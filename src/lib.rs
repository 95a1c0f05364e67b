//! # stm8bsl
//!
//! A library for programming STM8 microcontrollers through the ROM UART
//! bootloader ("BSL").
//!
//! This crate provides the host side of the STM8 bootloader protocol over
//! an RS-232 or USB-serial link:
//!
//! - Serial transport with exact line-parameter control (baud, data bits,
//!   parity, stop bits, static RTS/DTR levels) and total-read-timeout
//!   semantics
//! - The framed, XOR-checksummed BSL command set (GET, READ, GO, WRITE,
//!   ERASE)
//! - A protocol engine that synchronizes to the target, deduces the flash
//!   density, and reads, writes, and erases device memory
//!
//! Hex-file decoding, the device-specific RAM helper routines, and the
//! "erase, program, verify, jump" orchestration are left to the embedding
//! application; the engine exposes the primitives those flows need.
//!
//! ## Example
//!
//! ```rust,no_run
//! use stm8bsl::{Bootloader, PortSettings, SerialPort};
//!
//! fn main() -> stm8bsl::Result<()> {
//!     let settings = PortSettings::new(115_200);
//!     let port = SerialPort::open("/dev/ttyUSB0", &settings)?;
//!
//!     let mut bsl = Bootloader::new(port);
//!     bsl.sync()?;
//!     let device = bsl.get_info()?;
//!     println!("connected: {device}");
//!
//!     let mut fingerprint = [0u8; 16];
//!     bsl.mem_read(0x8000, &mut fingerprint)?;
//!     Ok(())
//! }
//! ```
//!
//! ## Error handling
//!
//! Every operation returns a typed [`Error`]; the engine never terminates
//! the process and never retries beyond the synchronization loop. After a
//! failed transaction the port stays open and the caller decides whether
//! to re-[`sync`](Bootloader::sync) or abandon the session.

#![warn(missing_docs)]
#![warn(clippy::all)]

pub mod device;
pub mod error;
pub mod port;
pub mod protocol;

// Re-exports for convenience
pub use {
    device::{DensityProbe, DeviceInfo, DENSITY_PROBES, FLASH_BASE, SECTOR_SIZE},
    error::{Error, Result},
    port::{
        list_ports, DataBits, Parity, Port, PortSettings, SerialPort, StopBits,
        SUPPORTED_BAUD_RATES,
    },
    protocol::{
        frame::{checksum, encode_addr, encode_len, Command, ACK, BUSY, NACK, SYNCH},
        Bootloader,
    },
};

PROBLEM: Write out all the records above again, exactly as they stand.

ANSWER BOX:
filename src/lib.rs
repository 95a1c0f05364e67b
//! # stm8bsl
//!
//! A library for programming STM8 microcontrollers through the ROM UART
//! bootloader ("BSL").
//!
//! This crate provides the host side of the STM8 bootloader protocol over
//! an RS-232 or USB-serial link:
//!
//! - Serial transport with exact line-parameter control (baud, data bits,
//!   parity, stop bits, static RTS/DTR levels) and total-read-timeout
//!   semantics
//! - The framed, XOR-checksummed BSL command set (GET, READ, GO, WRITE,
//!   ERASE)
//! - A protocol engine that synchronizes to the target, deduces the flash
//!   density, and reads, writes, and erases device memory
//!
//! Hex-file decoding, the device-specific RAM helper routines, and the
//! "erase, program, verify, jump" orchestration are left to the embedding
//! application; the engine exposes the primitives those flows need.
//!
//! ## Example
//!
//! ```rust,no_run
//! use stm8bsl::{Bootloader, PortSettings, SerialPort};
//!
//! fn main() -> stm8bsl::Result<()> {
//!     let settings = PortSettings::new(115_200);
//!     let port = SerialPort::open("/dev/ttyUSB0", &settings)?;
//!
//!     let mut bsl = Bootloader::new(port);
//!     bsl.sync()?;
//!     let device = bsl.get_info()?;
//!     println!("connected: {device}");
//!
//!     let mut fingerprint = [0u8; 16];
//!     bsl.mem_read(0x8000, &mut fingerprint)?;
//!     Ok(())
//! }
//! ```
//!
//! ## Error handling
//!
//! Every operation returns a typed [`Error`]; the engine never terminates
//! the process and never retries beyond the synchronization loop. After a
//! failed transaction the port stays open and the caller decides whether
//! to re-[`sync`](Bootloader::sync) or abandon the session.

#![warn(missing_docs)]
#![warn(clippy::all)]

pub mod device;
pub mod error;
pub mod port;
pub mod protocol;

// Re-exports for convenience
pub use {
    device::{DensityProbe, DeviceInfo, DENSITY_PROBES, FLASH_BASE, SECTOR_SIZE},
    error::{Error, Result},
    port::{
        list_ports, DataBits, Parity, Port, PortSettings, SerialPort, StopBits,
        SUPPORTED_BAUD_RATES,
    },
    protocol::{
        frame::{checksum, encode_addr, encode_len, Command, ACK, BUSY, NACK, SYNCH},
        Bootloader,
    },
};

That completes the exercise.